Arbitrum DAO Approves Release of $70 Million for Kelp DAO Exploit Recovery Amid Legal Hurdles

On Thursday, a governance vote by ArbitrumDAO approved the release of approximately $70 million in frozen ETH to aid victims of the Kelp DAO rsETH exploit. However, a U.S. federal court order may still prevent this transfer.

The proposal, drafted collaboratively by Aave Labs, KelpDAO, LayerZero, EtherFi, and Compound, received 182.2 million votes in favor—around 90.96%—with minimal opposition. Last month, the Arbitrum Security Council froze 30,765.67 ETH following an exploit of a vulnerability in Kelp’s LayerZero-enabled cross-chain bridge, which led to the release of 116,500 rsETH on Ethereum without a corresponding burn on the source chain.

Subsequently, this unbacked rsETH was used as collateral on Aave, resulting in approximately $230 million in ETH belonging to protocol users being drained. The vote now determines the destination for these funds, approving their transfer to a Gnosis Safe controlled by representatives from Aave, KelpDAO, EtherFi, and Certora, dedicated exclusively to the rsETH recovery effort.

However, execution is clouded by a restraining notice filed on May 1 in the Southern District of New York. Plaintiffs, holding decades-old unpaid judgments against North Korea and attributing the hack to the Lazarus Group, received court permission to serve this notice on Arbitrum DAO, asserting that the frozen ETH constitutes DPRK property subject to seizure.

In response, Aave LLC has requested the court vacate this restraining notice as baseless. If it remains, they argue plaintiffs should post at least a $300 million bond due to immediate and irreparable harm caused by the freeze. Yuriy Brisov, partner at Digital & Analogue Partners, explained to Decrypt that while technically possible, executing despite the notice could lead to contempt charges for those involved.

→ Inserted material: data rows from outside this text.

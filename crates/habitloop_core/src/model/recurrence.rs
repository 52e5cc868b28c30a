//! Recurrence cadence and window arithmetic.
//!
//! # Responsibility
//! - Encode how often an obligation recurs (`Cadence`) and its text form.
//! - Compute the time window that contains a reference instant.
//! - Own the single expiry predicate used by the lifecycle engine.
//!
//! # Invariants
//! - Window computation is pure and deterministic for a given `Calendar`.
//! - Every day/week/month boundary is derived through `Calendar`, so one
//!   day-boundary rule applies everywhere.
//! - Multipliers are always within `1..=MAX_MULTIPLIER`.

use crate::model::period::Period;
use chrono::{DateTime, Datelike, Months, NaiveDate, NaiveDateTime, TimeDelta, TimeZone, Utc};
use once_cell::sync::Lazy;
use regex::Regex;
use serde::{Deserialize, Serialize};
use std::fmt::{Display, Formatter};
use std::str::FromStr;
use thiserror::Error;

/// Largest accepted cadence multiplier.
pub const MAX_MULTIPLIER: u32 = 366;

static CADENCE_RE: Lazy<Regex> = Lazy::new(|| {
    Regex::new(r"^(always|daily|weekly|monthly)(?:/(\d{1,6}))?$").expect("valid cadence regex")
});

/// Errors raised while building or parsing a recurrence rule.
#[derive(Debug, Clone, PartialEq, Eq, Error)]
pub enum RecurrenceError {
    /// Text does not match `always | daily[/N] | weekly[/N] | monthly[/N]`.
    #[error("malformed cadence `{0}`; expected always|daily[/N]|weekly[/N]|monthly[/N]")]
    Malformed(String),
    /// `always` does not take a multiplier.
    #[error("cadence `always` does not accept a multiplier")]
    UnexpectedMultiplier,
    /// Multiplier outside `1..=MAX_MULTIPLIER`.
    #[error("cadence multiplier {0} is out of range 1..={MAX_MULTIPLIER}")]
    MultiplierOutOfRange(u32),
}

/// First day of a calendar week.
#[derive(Debug, Clone, Copy, PartialEq, Eq, Default, Serialize, Deserialize)]
#[serde(rename_all = "snake_case")]
pub enum WeekStart {
    #[default]
    Monday,
    Sunday,
}

/// Day-boundary rule shared by every date computation in the engine.
///
/// A day starts at local midnight of a fixed UTC offset. The default is UTC
/// midnight with Monday-based weeks.
#[derive(Debug, Clone, Copy, PartialEq, Eq)]
pub struct Calendar {
    utc_offset_seconds: i32,
    week_start: WeekStart,
}

impl Default for Calendar {
    fn default() -> Self {
        Self::utc()
    }
}

impl Calendar {
    /// UTC midnight, weeks starting Monday.
    pub const fn utc() -> Self {
        Self {
            utc_offset_seconds: 0,
            week_start: WeekStart::Monday,
        }
    }

    /// Builds a calendar from an offset in minutes east of UTC.
    ///
    /// Callers validate the range; see `EngineConfig`.
    pub const fn with_offset_minutes(utc_offset_minutes: i32, week_start: WeekStart) -> Self {
        Self {
            utc_offset_seconds: utc_offset_minutes * 60,
            week_start,
        }
    }

    pub fn week_start(&self) -> WeekStart {
        self.week_start
    }

    pub fn utc_offset_minutes(&self) -> i32 {
        self.utc_offset_seconds / 60
    }

    /// Calendar date containing `instant` under this day-boundary rule.
    pub fn date_of(&self, instant: DateTime<Utc>) -> NaiveDate {
        (instant.naive_utc() + TimeDelta::seconds(i64::from(self.utc_offset_seconds))).date()
    }

    /// UTC instant at which `date` begins.
    pub fn start_of(&self, date: NaiveDate) -> DateTime<Utc> {
        let local_midnight: NaiveDateTime = date.and_time(chrono::NaiveTime::MIN);
        let utc_naive = local_midnight - TimeDelta::seconds(i64::from(self.utc_offset_seconds));
        Utc.from_utc_datetime(&utc_naive)
    }

    fn days_into_week(&self, date: NaiveDate) -> u32 {
        match self.week_start {
            WeekStart::Monday => date.weekday().num_days_from_monday(),
            WeekStart::Sunday => date.weekday().num_days_from_sunday(),
        }
    }
}

/// Half-open time window `[start, end)`. `end = None` means unbounded.
#[derive(Debug, Clone, Copy, PartialEq, Eq)]
pub struct Window {
    pub start: DateTime<Utc>,
    pub end: Option<DateTime<Utc>>,
}

impl Window {
    pub fn contains(&self, instant: DateTime<Utc>) -> bool {
        instant >= self.start && self.end.map_or(true, |end| instant < end)
    }
}

/// Recurrence cadence with its frequency multiplier.
#[derive(Debug, Clone, Copy, PartialEq, Eq, Hash)]
pub enum Cadence {
    /// Always open; closes only through completion.
    AlwaysAvailable,
    Daily(u32),
    Weekly(u32),
    Monthly(u32),
}

/// Validated recurrence rule.
///
/// Persisted and serialized through its text form (`daily/2`, `weekly`, ...).
#[derive(Debug, Clone, Copy, PartialEq, Eq, Hash, Serialize, Deserialize)]
#[serde(try_from = "String", into = "String")]
pub struct RecurrenceRule {
    cadence: Cadence,
}

impl RecurrenceRule {
    /// Builds a rule, rejecting zero or oversized multipliers.
    pub fn new(cadence: Cadence) -> Result<Self, RecurrenceError> {
        match cadence {
            Cadence::AlwaysAvailable => {}
            Cadence::Daily(n) | Cadence::Weekly(n) | Cadence::Monthly(n) => {
                if n == 0 || n > MAX_MULTIPLIER {
                    return Err(RecurrenceError::MultiplierOutOfRange(n));
                }
            }
        }
        Ok(Self { cadence })
    }

    pub fn always() -> Self {
        Self {
            cadence: Cadence::AlwaysAvailable,
        }
    }

    pub fn daily(n: u32) -> Result<Self, RecurrenceError> {
        Self::new(Cadence::Daily(n))
    }

    pub fn weekly(n: u32) -> Result<Self, RecurrenceError> {
        Self::new(Cadence::Weekly(n))
    }

    pub fn monthly(n: u32) -> Result<Self, RecurrenceError> {
        Self::new(Cadence::Monthly(n))
    }

    pub fn cadence(&self) -> Cadence {
        self.cadence
    }

    /// Whether windows of this rule end on a calendar boundary.
    pub fn is_windowed(&self) -> bool {
        !matches!(self.cadence, Cadence::AlwaysAvailable)
    }

    /// Computes the window containing `reference`.
    ///
    /// - `AlwaysAvailable`: `[reference, +inf)`.
    /// - `Daily(n)`: `[startOfDay, startOfDay + n days)`.
    /// - `Weekly(n)`: anchored to the start of the week containing `reference`.
    /// - `Monthly(n)`: anchored to the first day of the month.
    pub fn compute_window(&self, reference: DateTime<Utc>, calendar: &Calendar) -> Window {
        let day = calendar.date_of(reference);
        let (start_date, end_date) = match self.cadence {
            Cadence::AlwaysAvailable => {
                return Window {
                    start: reference,
                    end: None,
                };
            }
            Cadence::Daily(n) => (day, add_days(day, u64::from(n))),
            Cadence::Weekly(n) => {
                let start = sub_days(day, u64::from(calendar.days_into_week(day)));
                (start, add_days(start, u64::from(n) * 7))
            }
            Cadence::Monthly(n) => {
                let start = day.with_day(1).unwrap_or(day);
                let end = start
                    .checked_add_months(Months::new(n))
                    .unwrap_or(NaiveDate::MAX);
                (start, end)
            }
        };

        Window {
            start: calendar.start_of(start_date),
            end: Some(calendar.start_of(end_date)),
        }
    }

    /// End of the window that directly follows one ending at `end`.
    ///
    /// Returns `None` for unbounded cadences.
    pub fn following_window_end(
        &self,
        end: DateTime<Utc>,
        calendar: &Calendar,
    ) -> Option<DateTime<Utc>> {
        self.compute_window(end, calendar).end
    }
}

/// Sole expiry predicate: `now >= endInstant && isActive`.
///
/// Unbounded periods never expire through this predicate.
pub fn is_expired(period: &Period, now: DateTime<Utc>) -> bool {
    period.is_active && period.end_instant.is_some_and(|end| now >= end)
}

fn add_days(date: NaiveDate, days: u64) -> NaiveDate {
    date.checked_add_days(chrono::Days::new(days))
        .unwrap_or(NaiveDate::MAX)
}

fn sub_days(date: NaiveDate, days: u64) -> NaiveDate {
    date.checked_sub_days(chrono::Days::new(days))
        .unwrap_or(NaiveDate::MIN)
}

impl Display for RecurrenceRule {
    fn fmt(&self, f: &mut Formatter<'_>) -> std::fmt::Result {
        match self.cadence {
            Cadence::AlwaysAvailable => write!(f, "always"),
            Cadence::Daily(1) => write!(f, "daily"),
            Cadence::Weekly(1) => write!(f, "weekly"),
            Cadence::Monthly(1) => write!(f, "monthly"),
            Cadence::Daily(n) => write!(f, "daily/{n}"),
            Cadence::Weekly(n) => write!(f, "weekly/{n}"),
            Cadence::Monthly(n) => write!(f, "monthly/{n}"),
        }
    }
}

impl FromStr for RecurrenceRule {
    type Err = RecurrenceError;

    fn from_str(value: &str) -> Result<Self, Self::Err> {
        let normalized = value.trim().to_ascii_lowercase();
        let captures = CADENCE_RE
            .captures(&normalized)
            .ok_or_else(|| RecurrenceError::Malformed(value.to_string()))?;

        let multiplier = match captures.get(2) {
            Some(raw) => Some(
                raw.as_str()
                    .parse::<u32>()
                    .map_err(|_| RecurrenceError::Malformed(value.to_string()))?,
            ),
            None => None,
        };

        let cadence = match (&captures[1], multiplier) {
            ("always", None) => Cadence::AlwaysAvailable,
            ("always", Some(_)) => return Err(RecurrenceError::UnexpectedMultiplier),
            ("daily", n) => Cadence::Daily(n.unwrap_or(1)),
            ("weekly", n) => Cadence::Weekly(n.unwrap_or(1)),
            ("monthly", n) => Cadence::Monthly(n.unwrap_or(1)),
            _ => return Err(RecurrenceError::Malformed(value.to_string())),
        };
        Self::new(cadence)
    }
}

impl TryFrom<String> for RecurrenceRule {
    type Error = RecurrenceError;

    fn try_from(value: String) -> Result<Self, Self::Error> {
        value.parse()
    }
}

impl From<RecurrenceRule> for String {
    fn from(value: RecurrenceRule) -> Self {
        value.to_string()
    }
}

Brisov emphasized that the restraining notice functions as an injunction per New York Court of Appeals precedent in Aspen Industries v. Marine Midland Bank, with refusal leading to contempt under CPLR §5251. Although private keys can still sign, every person identifiable in the execution chain has been served the notice, making any movement of ETH a potential contempt act.

The indemnity does not cover contempt liability, posing the realistic question of whether anyone in the U.S. would risk this transfer. Aave is thus challenging the freeze on its merits rather than arguing for blockchain immunity from U.S. law. Brisov noted that while a favorable ruling could allow this specific transfer, it wouldn’t broadly negate future claims since the Security Council’s April 21 action established control points.

Lifting the freeze would only remove an immediate obstacle but doesn’t ensure execution due to ongoing legal risks and governance procedures, as Alice Frei of OMI pointed out. The plaintiffs may continue contesting whether the ETH is attachable property; thus, even a win for Aave won’t guarantee unhindered execution.

The Kelp DAO exploit led to a DeFi United recovery effort raising over $300 million. The frozen 30,765 ETH on Arbitrum addresses part of an estimated 76,127 rsETH shortfall, with the proposal itself incurring no new cost to the DAO.